From November issue of Socialist Action
BC labour and teacher brass abandon
fight against anti-union regime
by Roger Annis (Vancouver, October 23)
Thirty-eight thousand public school teachers in British Columbia
have voted by seventy seven percent to end a sixteen-day strike that brought the
province to the brink of a general strike.
The teachers, members of the BC Teachers' Federation, walked off the
job on October 6. Bargaining for a new collective agreement was going nowhere.
They were demanding a 15 percent pay raise over three years and the right to
negotiate their conditions of work. They want the provincial government to
restore education funding to 2002 levels, and in particular, they want a voice
in decisions over rising class sizes.
From the get-go, the Liberal Party government of Premier Gordon
Campbell told teachers that they would receive zero percent salary increases
over the next two years and cutbacks to education spending would continue
unabated. It passed a special law, Bill 12, that declared the strike “illegal”.
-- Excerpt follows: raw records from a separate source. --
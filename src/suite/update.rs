//! Applies an update payload served by an Omaha server and checks that the
//! machine flips between its two `/usr` partitions.

use std::net::SocketAddr;

use camino::Utf8Path;

use super::{split_newline_env, split_space_env};
use crate::harness::{Test, TestCluster, TestFailure};
use crate::machine::MachineId;
use crate::provider::Platform;
use crate::retry::{Poll, wait_until_ready};
use crate::userdata::UserData;

const OMAHA_PORT: u16 = 34567;
const UPDATED_NEED_REBOOT: &str = "UPDATE_STATUS_UPDATED_NEED_REBOOT";
const REMOTE_PAYLOAD: &str = "/updates/update.gz";

/// Partition GUIDs of the two `/usr` slots.
const USR_A_UUID: &str = "7130c94a-213a-4e5a-8e26-6cce9662f132";
const USR_B_UUID: &str = "e03dd35c-7c2d-4a47-b3fe-27f15780a57c";

#[derive(Clone, Copy, Debug)]
pub(super) enum UsrSlot {
    A,
    B,
}

impl UsrSlot {
    pub(super) fn accepted(self) -> [String; 2] {
        let (uuid, label) = match self {
            Self::A => (USR_A_UUID, "USR-A"),
            Self::B => (USR_B_UUID, "USR-B"),
        };
        [format!("PARTUUID={uuid}"), format!("PARTLABEL={label}")]
    }
}

pub(super) fn tests() -> Vec<Test> {
    vec![Test {
        name: String::from("coreos.update.updatepayload"),
        cluster_size: 1,
        platforms: vec![Platform::Aws],
        exclude_platforms: Vec::new(),
        user_data: UserData::empty(),
        run: |cluster| Box::pin(update_payload(cluster)),
    }]
}

/// Returns `true` when the kernel command line mounts `/usr` from `slot`.
pub(super) fn boots_from(cmdline: &str, slot: UsrSlot) -> bool {
    let vars = split_space_env(cmdline);
    let accepted = slot.accepted();
    ["mount.usr", "verity.usr", "usr"]
        .iter()
        .filter_map(|key| vars.get(*key))
        .any(|value| accepted.contains(value))
}

async fn update_payload(cluster: TestCluster) -> Result<(), TestFailure> {
    let Some(payload) = cluster.options().update_payload.clone() else {
        return Err(TestFailure::skipped("no update payload configured"));
    };
    let target = cluster
        .new_machine(&UserData::ignition(r#"{"ignition":{"version":"2.1.0"}}"#))
        .await?;

    let server = configure_omaha_server(&cluster, &payload).await?;
    configure_machine(&cluster, &target, &server).await?;
    check_usr(&cluster, &target, UsrSlot::A).await?;

    update_machine(&cluster, &target).await?;
    check_usr(&cluster, &target, UsrSlot::B).await?;

    cluster
        .ssh(
            &target,
            "sudo coreos-setgoodroot && sudo wipefs /dev/disk/by-partlabel/USR-A",
        )
        .await
        .map_err(|err| TestFailure::failed(format!("invalidating USR-A failed: {err}")))?;

    update_machine(&cluster, &target).await?;
    check_usr(&cluster, &target, UsrSlot::A).await
}

async fn configure_omaha_server(
    cluster: &TestCluster,
    payload: &Utf8Path,
) -> Result<String, TestFailure> {
    let kolet = cluster
        .options()
        .kolet
        .clone()
        .ok_or_else(|| TestFailure::skipped("no kolet binary configured"))?;
    let server = cluster
        .machines()
        .await
        .into_iter()
        .next()
        .ok_or_else(|| TestFailure::failed("no machine to host the update server"))?;

    cluster.copy_to(&server, payload, "update.gz").await?;
    cluster
        .must_ssh(
            &server,
            &format!("sudo mkdir -p /updates && sudo mv update.gz {REMOTE_PAYLOAD}"),
        )
        .await?;
    cluster.copy_to(&server, &kolet, "kolet").await?;
    cluster
        .must_ssh(
            &server,
            &format!("sudo systemd-run --quiet ./kolet run {} Omaha", cluster.name()),
        )
        .await?;

    let address = cluster
        .private_ip(&server)
        .await
        .ok_or_else(|| TestFailure::failed("update server has no address"))?;
    Ok(SocketAddr::new(address, OMAHA_PORT).to_string())
}

async fn configure_machine(
    cluster: &TestCluster,
    target: &MachineId,
    server: &str,
) -> Result<(), TestFailure> {
    // Written to a temporary file and renamed so readers never see half a file.
    let update_conf = format!(
        "sudo bash -c \"cat >/etc/coreos/update.conf.new <<EOF\n\
         GROUP=developer\n\
         SERVER=http://{server}/v1/update\n\
         EOF\""
    );
    cluster.must_ssh(target, &update_conf).await?;
    for command in [
        "sudo mv /etc/coreos/update.conf{.new,}",
        "sudo systemctl mask locksmithd.service",
        "sudo systemctl stop locksmithd.service",
        "sudo systemctl reset-failed locksmithd.service",
        "sudo systemctl restart update-engine.service",
    ] {
        cluster.must_ssh(target, command).await?;
    }
    Ok(())
}

async fn update_done(cluster: &TestCluster, target: &MachineId) -> Result<bool, TestFailure> {
    let envs = cluster
        .ssh(target, "update_engine_client -status 2>/dev/null")
        .await
        .map_err(|err| TestFailure::failed(format!("checking status failed: {err}")))?;
    Ok(split_newline_env(&envs)
        .get("CURRENT_OP")
        .is_some_and(|op| op == UPDATED_NEED_REBOOT))
}

async fn update_machine(cluster: &TestCluster, target: &MachineId) -> Result<(), TestFailure> {
    cluster.log("Triggering update_engine");
    cluster
        .ssh(target, "update_engine_client -check_for_update")
        .await
        .map_err(|err| {
            TestFailure::failed(format!("Executing update_engine_client failed: {err}"))
        })?;

    wait_until_ready(Poll::SERVICE, cluster.cancel(), || update_done(cluster, target))
        .await
        .map_err(|err| TestFailure::failed(format!("Updating machine: {err}")))?;

    cluster.log("Rebooting test machine");
    cluster.reboot(target).await
}

async fn check_usr(
    cluster: &TestCluster,
    target: &MachineId,
    slot: UsrSlot,
) -> Result<(), TestFailure> {
    cluster.log(&format!("Checking for boot from USR-{slot:?} partition"));
    let cmdline = cluster.must_ssh(target, "cat /proc/cmdline").await?;
    cluster.log(&format!("Kernel cmdline: {cmdline}"));
    if boots_from(&cmdline, slot) {
        Ok(())
    } else {
        Err(TestFailure::failed(format!(
            "mount.usr not one of {:?}",
            slot.accepted().join(" ")
        )))
    }
}
//! Unit tests for user-data rendering.

use camino::Utf8PathBuf;
use cap_std::{ambient_authority, fs_utf8::Dir};
use rstest::rstest;
use tempfile::TempDir;

use super::*;
use crate::provider::Platform;

#[test]
fn aws_placeholder_appears_verbatim() {
    let user_data = UserData::ignition(r#"{"addr":"$public_ipv4","peer":"$private_ipv4"}"#);

    let rendered = user_data.render_for(Platform::Aws.ip_placeholders());

    assert_eq!(
        rendered,
        r#"{"addr":"${COREOS_AWS_IPV4_PUBLIC_0}","peer":"${COREOS_AWS_IPV4_PRIVATE_0}"}"#
    );
}

#[rstest]
#[case::every_occurrence("$a and $a", &[("$a", "x")], "x and x")]
#[case::applied_in_order("$a", &[("$a", "$b"), ("$b", "y")], "y")]
#[case::literal_value("$a", &[("$a", "${VAR}")], "${VAR}")]
#[case::empty_placeholder_ignored("abc", &[("", "zzz")], "abc")]
#[case::untouched_without_match("plain", &[("$a", "x")], "plain")]
fn render_replaces_literally(
    #[case] template: &str,
    #[case] substitutions: &[(&str, &str)],
    #[case] expected: &str,
) {
    assert_eq!(UserData::ignition(template).render(substitutions), expected);
}

#[test]
fn empty_payload_is_blank() {
    assert!(UserData::empty().is_empty());
    assert!(UserData::ignition("  \n").is_empty());
    assert!(!UserData::ignition("{}").is_empty());
}

#[test]
fn from_file_reads_through_cap_std() {
    let tmp = TempDir::new().expect("tempdir");
    let root = Utf8PathBuf::from_path_buf(tmp.path().to_path_buf()).expect("utf8 tempdir");
    let dir = Dir::open_ambient_dir(&root, ambient_authority()).expect("open tempdir");
    dir.write("config.ign", r#"{"ignition":{"version":"2.1.0"}}"#)
        .expect("write payload");

    let loaded = UserData::from_file(root.join("config.ign").as_str()).expect("read payload");

    assert_eq!(loaded.as_str(), r#"{"ignition":{"version":"2.1.0"}}"#);
}

#[test]
fn from_file_reports_missing_path() {
    let err = UserData::from_file("/nonexistent/kola/config.ign").expect_err("missing file");
    let UserDataError::Read { path, .. } = err;
    assert_eq!(path, "/nonexistent/kola/config.ign");
}
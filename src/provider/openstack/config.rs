//! `[openstack]` configuration section.

use ortho_config::OrthoConfig;
use serde::Deserialize;

use crate::config::{ConfigError, FieldMetadata, require_field};

/// OpenStack settings loaded via `ortho-config`.
#[derive(Clone, Debug, Deserialize, OrthoConfig, PartialEq, Eq)]
#[ortho_config(
    prefix = "KOLA_OPENSTACK",
    discovery(
        app_name = "kola",
        env_var = "KOLA_CONFIG_PATH",
        config_file_name = "kola.toml",
        dotfile_name = ".kola.toml",
        project_file_name = "kola.toml"
    )
)]
pub struct OpenStackConfig {
    /// Path to the `openstack` executable.
    #[ortho_config(default = "openstack".to_owned())]
    pub cli_bin: String,
    /// Cloud entry from `clouds.yaml`; `OS_*` variables apply when unset.
    pub cloud: Option<String>,
    /// Flavor name or id.
    #[ortho_config(default = "v1-standard-1".to_owned())]
    pub flavor: String,
    /// Image name or id.
    #[ortho_config(default = String::new())]
    pub image: String,
    /// Network attached to every server.
    pub network: Option<String>,
    /// External network to allocate floating addresses from; servers keep
    /// only their fixed address when unset.
    pub floating_ip_network: Option<String>,
}

impl OpenStackConfig {
    /// Loads the section from defaults, `kola.toml` and the environment.
    ///
    /// # Errors
    ///
    /// Returns [`ConfigError::Parse`] when the merge fails.
    pub fn load_without_cli_args() -> Result<Self, ConfigError> {
        Self::load_from_iter([std::ffi::OsString::from("kola")])
            .map_err(|err| ConfigError::Parse(err.to_string()))
    }

    /// Ensures required settings are present.
    ///
    /// # Errors
    ///
    /// Returns [`ConfigError::MissingField`] naming the env var and TOML key
    /// to set.
    pub fn validate(&self) -> Result<(), ConfigError> {
        require_field(
            &self.cli_bin,
            &FieldMetadata::new(
                "OpenStack CLI binary",
                "KOLA_OPENSTACK_CLI_BIN",
                "cli_bin",
                "openstack",
            ),
        )?;
        require_field(
            &self.flavor,
            &FieldMetadata::new("flavor", "KOLA_OPENSTACK_FLAVOR", "flavor", "openstack"),
        )?;
        require_field(
            &self.image,
            &FieldMetadata::new("image", "KOLA_OPENSTACK_IMAGE", "image", "openstack"),
        )?;
        Ok(())
    }
}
On October 10, a judge of the provincial court declared the union to
be in violation of Bill 12. Three days later, she issued a Draconian ruling
reminiscent of the British government’s moves to cripple the National Union of
Mineworkers during the historic coal miners’ strike of 1984/85. The judge froze
the financial assets of the union and forbade it from paying strike pay or
receiving strike support money from other unions. Several days after that, she
fined the union $500,000.
The vote was held under the threat of further moves by the court,
including outright seizure of the union’s financial assets and prosecution of
its leaders for criminal contempt of court.
The strike generated vast support from students, parents, and other
union members. Public opinion polls showed that support for the strike was
rising the longer teachers held out. Twenty five thousand school support
workers, most of whom are members of the Canadian Union of Public Employees (CUPE),
respected picket lines throughout the strike. Students held rallies in support
of the strike, and parents and other union members joined picket lines and
brought food and other gestures of support with them.
By the second week of the strike, other unions in the province began
to weigh into the battle with rotating regional strikes and protest rallies
coordinated by the BC Federation of Labor. Workers at most public services
across Vancouver Island went on strike on Monday, October 17 and held a rally of
twenty thousand in front of the provincial legislature in Victoria. Smaller
walkouts and rallies took place that week in Prince George, the Kootenay region
(southeast British Columbia), and the south-central region of the province (Kelowna/Kamloops).
Some industrial unions joined the walkout in Kootenay.
Public sector workers in Vancouver were poised to walk off the job
in a vast display of solidarity on Friday, October 21. But the day before, a
government-appointed mediator hastily announced a proposal to end the strike.
The government would agree to discuss the issue of class sizes with teachers at
some time in 2006 but the wage freeze would stay in place.
Leaders of the BC Federation of Labor immediately announced their
support to the proposal and urged teachers to accept it. Solidarity actions
planned for Vancouver were called off.
A day of solidarity went ahead nonetheless in the Vancouver region,
but under the auspices of CUPE. Municipal governments, universities and
colleges, and other government services were closed that day, and two rallies
drew 10,000 workers. The leaders of other unions and the BC Fed were nowhere to
be seen.
An intense discussion and debate surrounded the vote by teachers.
Leading up to mass meetings of the union, many teachers voiced opposition to the
agreement because of the long track record of the Liberal government in breaking
promises. They cited the record of the government in tearing up the existing
collective agreements of most unions in the public sector following its first
election in 2001. Radical cuts to social spending followed. The government’s
actions were condemned by, among others, the International Labor Organization,
but none of this altered its course.
The leadership of the teachers union argued that the unity of
teachers and the widespread support they had received will guarantee that the
government will have to seriously address its concerns over class sizes and
other consequences of cuts to education spending.
The teachers' strike brought to a head a long-simmering anger by
working people at deep cuts to education, health care and other social services
that were initiated by governments of the labor-based New Democratic Party in
the 1990’s, and then deepened by the Liberals after 2001. Since 1990, the
average annual salary increase for teachers has been 0.65 percent. Since 2001,
the Liberal government has closed 120 public schools. It has cut several
thousand teaching positions and reduced many special education services as well
as library and physical education programs. Average class sizes have sharply
risen.
Two other labor battles in western Canada run parallel to the
teachers' strike. Fourteen thousand telecommunication workers at Telus
Corporation in Alberta and British Columbia have been on strike since July. In
Brooks, Alberta, 2,400 meat packing workers, members of the United Food and
Commercial Workers union, went on strike October 12 against Tyson Foods and have
waged a militant picket line battle to resist efforts by the company to continue
production with scab labor.
Telus workers are voting on a proposed settlement that would give
the corporation most of the changes it seeks. The company wants to cut thousands
of jobs by contracting out; by reducing holiday, sick time and other benefits to
workers; and by significantly weakening the seniority, grievance and other
measures by which the union can defend workers. Leaders of the
Telecommunications Workers Union are urging a yes vote to the deal.